"ilk demokrat parti hükümetinin ilk ele aldığı meselelerden biri de bu ezan meselesi oldu. sebebi meydanda: en mühim iş buydu çünkü. bir hafta daha ezan dinlemeye tahammülümüz kalmamıştı. ezan hemen arapçaya çevrilmese hep birden ölecektik."
vay amk. tüylerim diken diken oldu. tarih tekerrürden ibarettir derler de, bu bizim tarih tekerrür olayını da yarmış durumda. olm 1950'den beri aynı fikirleri, aynı paranoyaları farklı kelimelerle ifade ediyormuşuz lan. ittihat kafası o zaman da aynı, hiç değişmemiş. adam mesela "zaten bir hafta bile ezanı arapça dinlemeye tahammülümüz kalmamıştı, en mühim iş buydu o yüzden atatürk ezanı türkçe yaptı." dememiş de yapılan bir yanlışlık düzeltilince "en mühim iş bu muydu?" diye sorabiliyor. tabi atatürk varken açlık, yoksulluk yoktu. en mühim işimiz şapkaydı, latin alfabesiydi amk. bugün "başörtüsü sorunu" dediğinde de "başka derdimiz yok, refah içindeyiz, bir başörtüsü kaldı zaten." diyen adamların bu adamın torunları olduğunu kanıtlamak için dna testine filan gerek yoktur sanırım. ama yüzsüzlük değil bu, ona ikna oldum. adamların kafa gerçekten tek taraflı çalışıyor.

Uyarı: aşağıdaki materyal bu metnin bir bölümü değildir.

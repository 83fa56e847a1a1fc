//! Wallet Bridge - Core Library
//!
//! Platform-agnostic connection/session bridge between a host app and an
//! external wallet app reached through a vendor wallet SDK.
//!
//! The vendor SDK and the operating system are abstracted through traits
//! ([`WalletSdk`], [`WalletClient`], [`Platform`]) that can be implemented for
//! any host (Android, iOS, React Native via WASM, tests).
//!
//! # Example
//!
//! ```rust,ignore
//! use wallet_bridge_core::Session;
//!
//! // Create a session with your wallet SDK binding
//! let session = Session::new(my_wallet_sdk);
//! session.attach_platform(my_platform);
//!
//! // Connect, then sign
//! let connected = session.connect().await?;
//! let signature = session.sign_message("hello").await?;
//! ```

pub mod callback;
pub mod codec;
pub mod deep_link;
pub mod error;
pub mod foreground;
mod lifecycle;
pub mod normalize;
pub mod platform;
pub mod sdk;
pub mod session;
pub mod types;

pub use callback::SdkCallback;
pub use codec::{MessageEncoding, SignEnvelope, SignRequest, parse_chain_id};
pub use deep_link::SchemeResolver;
pub use error::{Error, Result};
pub use platform::{ContextHolder, LinkHandler, NavigationFlags, Platform, UiTask};
pub use sdk::{MaybeSendSync, SdkError, SdkResult, WalletClient, WalletSdk};
pub use session::Session;
pub use types::{
    ClientSpec, Configuration, ConnectResult, ConnectSignResult, DappMetadata, SdkOptions,
    SessionOptions, SessionPhase, SessionState,
};
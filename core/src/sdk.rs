//! Abstraction over the vendor wallet SDK.
//!
//! The bridge never talks to a wallet directly. The host hands it a
//! [`WalletSdk`] that knows how to build a [`WalletClient`], and every
//! round trip goes through the client's callback-based methods. SDKs that
//! are already awaitable implement the same trait by resolving the callback
//! from their own completion handler.

use crate::callback::SdkCallback;
use crate::codec::SignRequest;
use crate::error::Result;
use crate::platform::Platform;
use crate::types::ClientSpec;
use serde::{Deserialize, Serialize};
use serde_json::{Map, Value};
use std::sync::Arc;

/// Thread-safety bound for collaborator traits.
///
/// On WASM targets nothing needs to be `Send` since JavaScript is
/// single-threaded. On native targets collaborators are shared across
/// threads and must be `Send + Sync`.
#[cfg(not(target_arch = "wasm32"))]
pub trait MaybeSendSync: Send + Sync {}

#[cfg(not(target_arch = "wasm32"))]
impl<T: Send + Sync + ?Sized> MaybeSendSync for T {}

#[cfg(target_arch = "wasm32")]
pub trait MaybeSendSync {}

#[cfg(target_arch = "wasm32")]
impl<T: ?Sized> MaybeSendSync for T {}

/// Error payload reported by the wallet SDK.
#[derive(Debug, Clone, Default, PartialEq, Serialize, Deserialize)]
pub struct SdkError {
    #[serde(default)]
    pub code: Option<i64>,
    #[serde(default)]
    pub message: Option<String>,
}

impl SdkError {
    pub fn new(message: impl Into<String>) -> Self {
        Self {
            code: None,
            message: Some(message.into()),
        }
    }
}

/// Raw outcome of a wallet SDK call, as delivered to its callback.
///
/// The SDK reports success in several shapes; which one is legal depends on
/// the operation and is decided by [`crate::normalize`].
#[derive(Debug, Clone, PartialEq, Serialize, Deserialize)]
#[serde(tag = "type", content = "value", rename_all = "camelCase")]
pub enum SdkResult {
    /// A single value (usually a string).
    Item(Value),
    /// A keyed map of values.
    ItemMap(Map<String, Value>),
    /// A list of strings (e.g. account addresses).
    Items(Vec<String>),
    /// The wallet refused or failed the request.
    Error(SdkError),
}

impl SdkResult {
    /// Convenience constructor for a single string value.
    pub fn item(value: impl Into<String>) -> Self {
        SdkResult::Item(Value::String(value.into()))
    }

    /// Convenience constructor for an error with a message.
    pub fn error(message: impl Into<String>) -> Self {
        SdkResult::Error(SdkError::new(message))
    }
}

/// A constructed wallet SDK client.
///
/// Callback methods must eventually invoke the callback at most once per
/// call; extra invocations are tolerated and ignored by the bridge.
pub trait WalletClient: MaybeSendSync {
    /// Start a connection with the wallet app.
    fn connect(&self, callback: SdkCallback);

    /// Forward a JSON-RPC request (e.g. `personal_sign`) to the wallet.
    fn send_request(&self, request: SignRequest, callback: SdkCallback);

    /// Connect (if needed) and sign `message` in one round trip.
    fn connect_and_sign(&self, message: String, callback: SdkCallback);

    /// Query the accounts exposed to this dapp.
    fn get_eth_accounts(&self, callback: SdkCallback);

    /// Query the wallet's current chain id.
    fn get_chain_id(&self, callback: SdkCallback);

    /// Live selected account, if any.
    fn selected_address(&self) -> Option<String>;

    /// Live chain id as reported by the wallet (hex or decimal string).
    fn chain_id(&self) -> Option<String>;

    /// Push a freshly queried account into the client's state.
    fn update_account(&self, address: &str);

    /// Push a freshly queried chain id into the client's state.
    fn update_chain_id(&self, chain_id: &str);
}

/// Factory for wallet clients.
pub trait WalletSdk: MaybeSendSync {
    /// Build a new client for `spec`.
    ///
    /// Called with the bridge's client lock held, at most once per
    /// configuration change.
    fn create_client(
        &self,
        platform: &dyn Platform,
        spec: &ClientSpec,
    ) -> Result<Arc<dyn WalletClient>>;
}

#[cfg(test)]
mod tests {
    use super::*;

    #[test]
    fn results_deserialize_from_tagged_objects() {
        let item: SdkResult = serde_json::from_str(r#"{"type":"item","value":"0xsig"}"#).unwrap();
        assert_eq!(item, SdkResult::item("0xsig"));

        let items: SdkResult =
            serde_json::from_str(r#"{"type":"items","value":["0xa","0xb"]}"#).unwrap();
        assert_eq!(items, SdkResult::Items(vec!["0xa".into(), "0xb".into()]));

        let error: SdkResult =
            serde_json::from_str(r#"{"type":"error","value":{"code":4001,"message":"User rejected"}}"#)
                .unwrap();
        assert_eq!(
            error,
            SdkResult::Error(SdkError {
                code: Some(4001),
                message: Some("User rejected".into()),
            })
        );
    }
}
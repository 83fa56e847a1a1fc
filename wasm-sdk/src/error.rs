//! Error conversion utilities for WASM.

use wasm_bindgen::prelude::*;

/// Convert a Result to a JsValue error.
pub fn to_js_error<E: std::fmt::Display>(err: E) -> JsValue {
    JsValue::from_str(&format!("{}", err))
}

/// Best-effort description of a thrown JavaScript value.
///
/// Prefers `error.message`, then the value itself if it is a string.
pub fn describe_js_error(value: &JsValue) -> String {
    if let Some(message) = value.as_string() {
        return message;
    }

    js_sys::Reflect::get(value, &JsValue::from_str("message"))
        .ok()
        .and_then(|m| m.as_string())
        .unwrap_or_else(|| format!("{:?}", value))
}

/// Macro to convert Rust errors to JavaScript values.
#[macro_export]
macro_rules! map_err_to_js {
    ($expr:expr) => {
        $expr.map_err(|e| JsValue::from_str(&format!("{:#}", e)))
    };
}
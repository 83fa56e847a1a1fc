//! Deep link scheme resolution.
//!
//! The wallet returns to the host app through `<scheme>://mmsdk`. The scheme
//! is either configured explicitly or detected from the host's registered URL
//! handlers.

use crate::error::Result;
use crate::platform::Platform;
use crate::types::Configuration;
use std::sync::{PoisonError, RwLock};

/// Host component the wallet SDK uses for return links.
pub const RETURN_HOST: &str = "mmsdk";

/// Build the return URI for `scheme`.
pub fn return_uri(scheme: &str) -> String {
    format!("{scheme}://{RETURN_HOST}")
}

/// Resolves and caches the scheme used to return to the host app.
#[derive(Debug, Default)]
pub struct SchemeResolver {
    detected: RwLock<Option<String>>,
}

impl SchemeResolver {
    pub fn new() -> Self {
        Self::default()
    }

    /// Resolve the return scheme.
    ///
    /// Order: configured scheme, cached detection, platform introspection.
    /// `None` means the app cannot foreground itself; it is not an error.
    pub fn resolve(&self, config: &Configuration, platform: &dyn Platform) -> Option<String> {
        if let Some(scheme) = &config.deep_link_scheme {
            return Some(scheme.clone());
        }

        if let Some(scheme) = self.cached() {
            return Some(scheme);
        }

        match self.detect(platform) {
            Ok(Some(scheme)) => {
                *self.detected.write().unwrap_or_else(PoisonError::into_inner) =
                    Some(scheme.clone());
                Some(scheme)
            }
            Ok(None) => None,
            Err(e) => {
                log::warn!("Error detecting deep link scheme: {e}");
                None
            }
        }
    }

    /// Previously detected scheme, if any.
    pub fn cached(&self) -> Option<String> {
        self.detected
            .read()
            .unwrap_or_else(PoisonError::into_inner)
            .clone()
    }

    /// Forget the detected scheme.
    pub fn clear_cache(&self) {
        *self.detected.write().unwrap_or_else(PoisonError::into_inner) = None;
    }

    fn detect(&self, platform: &dyn Platform) -> Result<Option<String>> {
        let package = platform.package_name();
        let handlers = platform.link_handlers()?;
        let own_handlers = handlers
            .iter()
            .filter(|handler| handler.package == package && handler.browsable);

        for handler in own_handlers {
            let has_return_host = handler
                .hosts
                .iter()
                .any(|host| host == RETURN_HOST);
            if !has_return_host {
                continue;
            }

            for scheme in handler.schemes.iter().filter(|s| !s.is_empty()) {
                let uri = return_uri(scheme);
                let resolves_to_self = match platform.packages_handling(&uri) {
                    Ok(packages) => packages.iter().any(|p| *p == package),
                    Err(e) => {
                        log::warn!("Could not resolve {uri}: {e}");
                        false
                    }
                };

                if resolves_to_self {
                    log::debug!(
                        "Detected deep link scheme: {scheme} from {}",
                        handler.component.as_deref().unwrap_or("<unnamed handler>")
                    );
                    return Ok(Some(scheme.clone()));
                }

                log::warn!(
                    "Scheme {scheme} with {RETURN_HOST} host found but does not resolve to package {package}"
                );
            }
        }

        log::warn!(
            "Could not detect deep link scheme. Searched {} handlers for package {package}",
            handlers.len()
        );
        Ok(None)
    }
}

"cübbeliler sokaklara çıktı, içkimizi yasaklayacaklar, zorla oruç tutturacaklar, bizi sikecekler." triplerini uzun uzadıya anlatmıyorum bile. tek merak ettiğim şey şu köy enstitüleri. gerçekten çok başarılı bir uygulamaymış bence de, ona şüphemiz yok ama o da olmasaymış bu adamlar ne anlatacakmış bize onu çok merak ediyorum. bir köy enstitülerini kaldırdılar diye her türlü olumsuzluğu sağ iktidarlara yükleyecek kadar kendilerini kaybediyorlar. küresel kriz çıkacak onu da köy enstitülerinin kaldırılmasına bağlayacaklar diye ödüm bokuma karışıyor yeminle.